In their experiments during parabolic flight, Bringoux et al. 7. reported perceived changes in position sense with gravity. However, they also analysed the kinematics of the reaching movements. They found arm kinematics similar in 1 g and 0gE (presence of elastics in low gravity conditions). The result suggested that gravity-like arm loading in weightlessness with elastic straps helps preserve the organisation of motor commands established in 1 g. Specifically, the temporal structure of the movements was similar in 1 g and 0 gE.

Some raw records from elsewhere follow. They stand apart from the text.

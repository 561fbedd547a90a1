//! `propkit_mail` v1:
//! report email delivery over SMTP.
//!
//! Modules:
//! - `conf`      : defaults and the attachment MIME type
//! - `spec`      : settings, delivery report and errors
//! - `util`      : recipient address, greeting name and body text
//! - `message`   : MIME message assembly
//! - `transport` : `Mailer` seam and the SMTP implementation
pub mod conf;
pub mod message;
pub mod spec;
pub mod transport;
pub mod util;

pub use conf::{C_ATTACHMENT_NAME_DEFAULT, C_MAIL_DOMAIN_DEFAULT, C_MIME_XLSX};
pub use lettre::Message;
pub use message::{build_report_message, parse_mailbox};
pub use spec::{DeliveryError, SpecDeliveryReport, SpecMailOptions, SpecSmtpConfig};
pub use transport::{Mailer, SmtpMailer, deliver_report};
pub use util::{derive_display_name, derive_mail_body, derive_recipient_address};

According to current models of motor control, afferent signals that arise from self-generated movements are inhibited by a mechanism that compares predicted and actual sensory feedback. In other words, input to the control of a movement comes not only from the afferent signals provided by proprioceptors, but by motor programs stored centrally and established, based on past experience. If there is a large difference in the sensory consequences predicted by the motor program and what is actually fed back from the periphery, the comparison mechanism is unable to operate. Bringoux et al. 7. speculated that this had happened at 0g and 1.8 g because of the mismatch that occurred between the expected and actual sensory feedback during the changed gravity conditions; the afferent rate was higher than expected at 1.8 g and lower at 0 g. Such a mismatch would not be present in 1 g or in 0 gE. This explanation would therefore accord with the conclusion of Roll et al. 12. that elastics allow recall of internal motor programs laid down at ground level. It also provides a link between the disturbance of position and movement sense in low gravity; the presumed low rate of afferent activity, responsible for disturbance of position sense, also interferes with the sensory matching mechanism during movements.

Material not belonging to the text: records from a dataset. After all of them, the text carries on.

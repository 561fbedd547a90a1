use std::cell::RefCell;
use std::io::Cursor;
use std::path::{Path, PathBuf};

use calamine::{Data, Reader, Xlsx};
use propkit_cli::{
    EXIT_DELIVERY_FAILED, EXIT_SUCCESS, SpecBuildArgs, SpecPropkitConfig, prepare_smtp_mailer,
    run_build, run_inspect,
};
use propkit_mail::{DeliveryError, Mailer, Message};
use propkit_package::EnumReportField;
use rust_xlsxwriter::Workbook;

struct RecordingMailer {
    l_recipients: RefCell<Vec<String>>,
    if_fail: bool,
}

impl RecordingMailer {
    fn new(if_fail: bool) -> Self {
        Self {
            l_recipients: RefCell::new(Vec::new()),
            if_fail,
        }
    }
}

impl Mailer for RecordingMailer {
    fn send(&self, message: &Message) -> Result<(), DeliveryError> {
        if self.if_fail {
            return Err(DeliveryError::Transport("timed out".to_string()));
        }
        let c_raw = String::from_utf8_lossy(&message.formatted()).to_string();
        self.l_recipients.borrow_mut().push(c_raw);
        Ok(())
    }
}

fn write_listing_workbook(dir: &Path, sheet_name: &str) -> PathBuf {
    let mut workbook = Workbook::new();
    let worksheet = workbook.add_worksheet();
    worksheet.set_name(sheet_name).unwrap();
    let l_headers = [
        "Location",
        "Property",
        "Carpet Area(SQ.FT)",
        "Count of Property",
        "Average of APR",
    ];
    for (n_col, c_header) in l_headers.iter().enumerate() {
        worksheet.write_string(0, n_col as u16, *c_header).unwrap();
    }
    let l_rows = [
        ("Baner", "Sky Villa", "650-700", 2.0, 10000.0),
        ("Baner", "Sky Villa", "700-750", 2.0, 10000.0),
        ("Wakad", "Green Park", "1000", 1.0, 8000.0),
    ];
    for (n_idx, (c_loc, c_prop, c_carpet, n_count, n_apr)) in l_rows.iter().enumerate() {
        let n_row = n_idx as u32 + 1;
        worksheet.write_string(n_row, 0, *c_loc).unwrap();
        worksheet.write_string(n_row, 1, *c_prop).unwrap();
        worksheet.write_string(n_row, 2, *c_carpet).unwrap();
        worksheet.write_number(n_row, 3, *n_count).unwrap();
        worksheet.write_number(n_row, 4, *n_apr).unwrap();
    }
    let path = dir.join("input.xlsx");
    workbook.save(&path).unwrap();
    path
}

fn derive_config_with_sender() -> SpecPropkitConfig {
    SpecPropkitConfig::from_toml_str(
        "[smtp]\nusername = \"reports@example.com\"\npassword = \"secret\"\n",
    )
    .unwrap()
}

fn derive_build_args(dir: &Path, send_to: Option<&str>) -> SpecBuildArgs {
    SpecBuildArgs {
        input: write_listing_workbook(dir, "Report"),
        output: dir.join("out.xlsx"),
        send_to: send_to.map(str::to_string),
        n_preview: 10,
    }
}

#[test]
fn build_writes_styled_report_and_preview() {
    let dir = tempfile::tempdir().unwrap();
    let args = derive_build_args(dir.path(), None);
    let outcome = run_build(&args, &SpecPropkitConfig::default(), None).unwrap();

    assert_eq!(outcome.exit_code(), EXIT_SUCCESS);
    assert!(outcome.delivery.is_none());
    assert_eq!(outcome.summary.col_idx_package, 3);
    assert_eq!(outcome.report.n_merges, 2);
    assert!(outcome.preview.as_deref().unwrap().contains("Package"));

    let v_out = std::fs::read(&args.output).unwrap();
    let mut workbook: Xlsx<_> = Xlsx::new(Cursor::new(v_out)).unwrap();
    let range = workbook.worksheet_range("Report").unwrap();
    assert_eq!(
        range.get_value((0, 3)),
        Some(&Data::String("Package".to_string()))
    );
    assert_eq!(range.get_value((1, 3)), Some(&Data::Float(10_192_000.0)));
    assert_eq!(range.get_value((3, 3)), Some(&Data::Float(12_544_000.0)));
}

#[test]
fn build_without_preview() {
    let dir = tempfile::tempdir().unwrap();
    let mut args = derive_build_args(dir.path(), None);
    args.n_preview = 0;
    let outcome = run_build(&args, &SpecPropkitConfig::default(), None).unwrap();
    assert!(outcome.preview.is_none());
}

#[test]
fn build_emails_the_written_report() {
    let dir = tempfile::tempdir().unwrap();
    let args = derive_build_args(dir.path(), Some("Firstname.Lastname"));
    let mailer = RecordingMailer::new(false);
    let outcome = run_build(&args, &derive_config_with_sender(), Some(&mailer)).unwrap();

    assert_eq!(outcome.exit_code(), EXIT_SUCCESS);
    let delivery = outcome.delivery.unwrap().unwrap();
    assert_eq!(delivery.recipient, "firstname.lastname@beyondwalls.com");
    assert_eq!(
        delivery.n_bytes_attachment,
        std::fs::metadata(&args.output).unwrap().len() as usize
    );

    let l_sent = mailer.l_recipients.borrow();
    assert_eq!(l_sent.len(), 1);
    assert!(l_sent[0].contains("Dear Firstname Lastname,"));
}

#[test]
fn delivery_failure_keeps_output() {
    let dir = tempfile::tempdir().unwrap();
    let args = derive_build_args(dir.path(), Some("ops"));
    let mailer = RecordingMailer::new(true);
    let outcome = run_build(&args, &derive_config_with_sender(), Some(&mailer)).unwrap();

    assert_eq!(outcome.exit_code(), EXIT_DELIVERY_FAILED);
    assert!(args.output.is_file());
}

#[test]
fn missing_report_sheet_aborts_without_output() {
    let dir = tempfile::tempdir().unwrap();
    let args = SpecBuildArgs {
        input: write_listing_workbook(dir.path(), "Listings"),
        output: dir.path().join("out.xlsx"),
        send_to: None,
        n_preview: 10,
    };
    let err = run_build(&args, &SpecPropkitConfig::default(), None).unwrap_err();
    assert!(format!("{err:#}").contains("could not find a sheet named 'Report'"));
    assert!(!args.output.exists());
}

#[test]
fn delivery_request_is_validated_up_front() {
    let err = prepare_smtp_mailer(&derive_config_with_sender(), "someone@else.com").err();
    assert!(err.unwrap().to_string().contains("invalid recipient"));

    let err = prepare_smtp_mailer(&SpecPropkitConfig::default(), "ops").err();
    assert!(err.unwrap().to_string().contains("smtp.sender_email"));

    assert!(prepare_smtp_mailer(&derive_config_with_sender(), "ops").is_ok());
}

#[test]
fn inspect_reports_field_resolution() {
    let dir = tempfile::tempdir().unwrap();
    let outcome = run_inspect(&write_listing_workbook(dir.path(), "report")).unwrap();

    assert_eq!(outcome.sheet_name, "report");
    assert_eq!(outcome.n_rows, 3);
    assert!(outcome.if_ready());
    assert_eq!(
        outcome.field_matches[0],
        (
            EnumReportField::CarpetArea,
            Some("Carpet Area(SQ.FT)".to_string())
        )
    );
    let c_render = outcome.render();
    assert!(c_render.contains("report sheet: report (3 data rows)"));
    assert!(c_render.contains("Count of Property -> Count of Property"));
}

Measuring kinaesthetic acuity with an instrumented joystick

The effects of elastics in weightlessness were also investigated in a recent series of experiments14,15,16,17 utilizing a different type of positioning task. In a computer-based simulation, static and dynamic target positions had to be reached or tracked with a cursor which was controlled by a force-reflecting joystick (see Fig. 1a). The static targets (b) were located on the horizontal and vertical axes of a crosshair, while tracking movements (c, d) were also performed along these axes. Hence, joystick motions used to track the target had to be performed in both the transverse and sagittal planes.

Fig. 1: Aiming and Tracking Experiments.
figure 1

a Moving the joystick onboard the ISS. b The static target screen showing green targets and yellow aiming cursor. The task was to place the aiming cursor in the centre of the selected target. Vertical and horizontal tracking task (c, d): the target to track (green) moved from the centre to the top of the target screen, or from the centre to the right (1), then reversed, passing through the centre (2) and then reversed again to return to the centre (3). The task was to try to keep the grey aiming cursor within the target throughout the movements.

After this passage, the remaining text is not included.